//! Immutable static game data.
//!
//! Built once at startup and shared read-only with the simulation.

pub mod tables;

pub use tables::{AmmoDef, AmmoKind, CombatStyle, ItemStack, SpellDef, StaticTables, WeaponDef};
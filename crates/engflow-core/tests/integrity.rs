mod common;

use anyhow::Result;
use common::{
    fixture_entities, local_with, migrated_remote, records, seeded_local, FailingKeyValueStore,
    Op, RecordingStore, FIXTURE_RECORDS,
};
use engflow_core::{
    entities::Entity,
    integrity::{
        generate_integrity_report, CheckStatus, ForeignKeyValidation, IntegrityValidator,
        ValidationResult,
    },
    store::MemoryTabularStore,
};
use serde_json::json;

fn relationship(result: &ValidationResult, child: Entity) -> &ForeignKeyValidation {
    result
        .foreign_key_validations
        .iter()
        .find(|validation| validation.child == child)
        .expect("relationship present")
}

/// Copies the fixture into a remote store without any foreign-key checks so
/// individual rows can be broken.
fn unchecked_remote(entries: &[(Entity, serde_json::Value)]) -> Result<MemoryTabularStore> {
    let remote = MemoryTabularStore::new();
    for (entity, value) in entries {
        remote.seed_unchecked(*entity, records(value.clone()))?;
    }
    Ok(remote)
}

#[tokio::test]
async fn clean_migration_scores_one_hundred() -> Result<()> {
    let local = seeded_local();
    let remote = migrated_remote(&local).await?;

    let result = IntegrityValidator::new(&local, &remote)
        .validate_migration_integrity()
        .await;

    assert!(result.success, "{:?}", result.errors);
    assert_eq!(result.validations.len(), 8);
    assert_eq!(result.foreign_key_validations.len(), 6);
    assert_eq!(result.data_integrity_checks.len(), 3);
    assert_eq!(result.summary.integrity_score, 100);
    assert!(result.summary.matching_counts);
    assert_eq!(result.summary.total_local_records, FIXTURE_RECORDS);
    assert_eq!(result.summary.total_supabase_records, FIXTURE_RECORDS);

    let despesas = relationship(&result, Entity::Despesas);
    assert_eq!(despesas.relationship, "despesas → obras/clientes");
    assert_eq!(despesas.checked_references, 2);
    assert_eq!(despesas.broken_references, 0);
    Ok(())
}

#[tokio::test]
async fn orphaned_project_is_reported() -> Result<()> {
    let local = seeded_local();
    let mut entries = fixture_entities();
    entries[4].1[0]["cliente_id"] = json!("cli-inexistente");
    let remote = unchecked_remote(&entries)?;

    let result = IntegrityValidator::new(&local, &remote)
        .validate_migration_integrity()
        .await;

    let obras = relationship(&result, Entity::Obras);
    assert!(obras.broken_references >= 1);
    assert_eq!(obras.status, CheckStatus::Error);
    assert!(!result.success);
    assert!(result.summary.integrity_score < 100);
    Ok(())
}

#[tokio::test]
async fn lost_and_extra_records_are_classified() -> Result<()> {
    let local = seeded_local();
    let mut entries = fixture_entities();
    entries[0].1 = json!([{"id": "cli-1", "nome": "Construtora Alfa"}]);
    entries[1].1 = json!([{"id": "set-1", "nome": "Campo"}, {"id": "set-2", "nome": "Escritório"}]);
    let remote = unchecked_remote(&entries)?;

    let result = IntegrityValidator::new(&local, &remote)
        .validate_migration_integrity()
        .await;

    let clientes = &result.validations[0];
    assert_eq!(clientes.status, CheckStatus::Error);
    assert!(clientes.message.contains("records lost"));
    let setores = &result.validations[1];
    assert_eq!(setores.status, CheckStatus::Warning);
    assert!(result.warnings.iter().any(|warning| warning.contains("extra remote records")));
    assert!(!result.summary.matching_counts);
    Ok(())
}

#[tokio::test]
async fn relationship_lookup_failure_marks_minus_one() -> Result<()> {
    let local = seeded_local();
    let remote = RecordingStore::new(migrated_remote(&local).await?)
        .failing(Op::SelectNotNull, Entity::Funcoes);

    let result = IntegrityValidator::new(&local, &remote)
        .validate_migration_integrity()
        .await;

    let funcoes = relationship(&result, Entity::Funcoes);
    assert_eq!(funcoes.broken_references, -1);
    assert_eq!(funcoes.status, CheckStatus::Error);
    assert_eq!(relationship(&result, Entity::Funcionarios).status, CheckStatus::Success);
    Ok(())
}

#[tokio::test]
async fn structural_problems_are_graded() -> Result<()> {
    let local = local_with(&[
        (
            Entity::Clientes,
            json!([{"id": "cli-1", "nome": ""}, {"id": "cli-2", "nome": "Beta"}]),
        ),
        (
            Entity::Despesas,
            json!([
                {"id": "desp-1", "valor": 10, "data": "1999-05-01"},
                {"id": "desp-2", "valor": -5, "data": "2024-05-01"},
                {"id": "desp-3", "data": "2024-05-02"}
            ]),
        ),
    ]);
    let remote = MemoryTabularStore::new();
    remote.seed_unchecked(
        Entity::Clientes,
        records(json!([{"id": "cli-1", "nome": ""}, {"id": "cli-2", "nome": "Beta"}])),
    )?;
    remote.seed_unchecked(
        Entity::Despesas,
        records(json!([
            {"id": "desp-1", "valor": 10, "data": "1999-05-01"},
            {"id": "desp-2", "valor": -5, "data": "2024-05-01"},
            {"id": "desp-3", "data": "2024-05-02"}
        ])),
    )?;

    let result = IntegrityValidator::new(&local, &remote)
        .validate_migration_integrity()
        .await;

    let [names, dates, values] = &result.data_integrity_checks[..] else {
        panic!("expected three structural checks");
    };
    assert_eq!(names.status, CheckStatus::Error);
    assert_eq!(names.violations, 1);
    assert_eq!(dates.status, CheckStatus::Warning);
    assert_eq!(dates.violations, 1);
    assert_eq!(values.status, CheckStatus::Warning);
    assert_eq!(values.violations, 2);

    assert!(!result.success);
    // 8 counts and 6 relationships pass, 3 structural checks fail.
    assert_eq!(result.summary.integrity_score, 82);
    Ok(())
}

#[tokio::test]
async fn repeated_integrity_validation_is_identical() -> Result<()> {
    let local = seeded_local();
    let mut entries = fixture_entities();
    entries[6].1[0]["obra_id"] = json!("obr-404");
    let remote = unchecked_remote(&entries)?;

    let validator = IntegrityValidator::new(&local, &remote);
    let first = validator.validate_migration_integrity().await;
    let second = validator.validate_migration_integrity().await;

    assert_eq!(first, second);
    Ok(())
}

#[tokio::test]
async fn local_store_failure_zeroes_the_score() -> Result<()> {
    let local = FailingKeyValueStore::new(seeded_local()).failing_reads();
    let remote = MemoryTabularStore::new();

    let result = IntegrityValidator::new(&local, &remote)
        .validate_migration_integrity()
        .await;

    assert!(!result.success);
    assert_eq!(result.summary.integrity_score, 0);
    assert_eq!(result.errors.len(), 1);
    Ok(())
}

#[tokio::test]
async fn report_has_fixed_sections() -> Result<()> {
    let local = seeded_local();
    let remote = migrated_remote(&local).await?;
    let result = IntegrityValidator::new(&local, &remote)
        .validate_migration_integrity()
        .await;

    let report = generate_integrity_report(&result);

    assert!(report.starts_with("# Relatório de Integridade da Migração"));
    assert!(report.contains("## Resumo Geral"));
    assert!(report.contains("- Pontuação de integridade: 100%"));
    assert!(report.contains("- ✅ obras → clientes"));
    assert!(!report.contains("## ❌ Erros"));
    Ok(())
}
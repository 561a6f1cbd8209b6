// crates/engflow-core/src/error.rs

use thiserror::Error;

use crate::entities::Entity;

/// Failures raised by the local and remote store adapters.
#[derive(Error, Debug)]
pub enum StoreError {
    #[error("Database query failed: {0}")]
    Sqlx(#[from] sqlx::Error),

    #[error("File I/O error: {0}")]
    Io(#[from] std::io::Error),

    #[error("JSON serialization/deserialization error: {0}")]
    Json(#[from] serde_json::Error),

    #[error("foreign key violation on {child}.{column} → {parent}")]
    ForeignKeyViolation {
        child: Entity,
        column: &'static str,
        parent: Entity,
    },

    #[error("record in {entity} is missing an id")]
    MissingId { entity: Entity },

    #[error("duplicate id {id} in {entity}")]
    DuplicateId { entity: Entity, id: String },

    #[error("record {id} not found in {entity}")]
    NotFound { entity: Entity, id: String },

    #[error("store unavailable: {0}")]
    Unavailable(String),
}

/// Failures raised by the backup engine.
#[derive(Error, Debug)]
pub enum BackupError {
    #[error("backup artifact failed validation")]
    InvalidArtifact,

    #[error("failed to write {entity} to the local store: {source}")]
    Restore {
        entity: Entity,
        #[source]
        source: StoreError,
    },

    #[error("local store error: {0}")]
    Store(#[from] StoreError),

    #[error("File I/O error: {0}")]
    Io(#[from] std::io::Error),

    #[error("JSON serialization/deserialization error: {0}")]
    Json(#[from] serde_json::Error),
}

/// Configuration loading failures.
#[derive(Error, Debug)]
pub enum ConfigError {
    #[error("File I/O error: {0}")]
    Io(#[from] std::io::Error),

    #[error("invalid configuration file: {0}")]
    Toml(#[from] toml::de::Error),

    #[error("invalid value for {key}: {value}")]
    InvalidValue { key: &'static str, value: String },
}

pub type Result<T> = std::result::Result<T, StoreError>;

======

Write only the number of lines above in which the word "first" is found.

=== SOLUTION FOR THIS TASK ===
2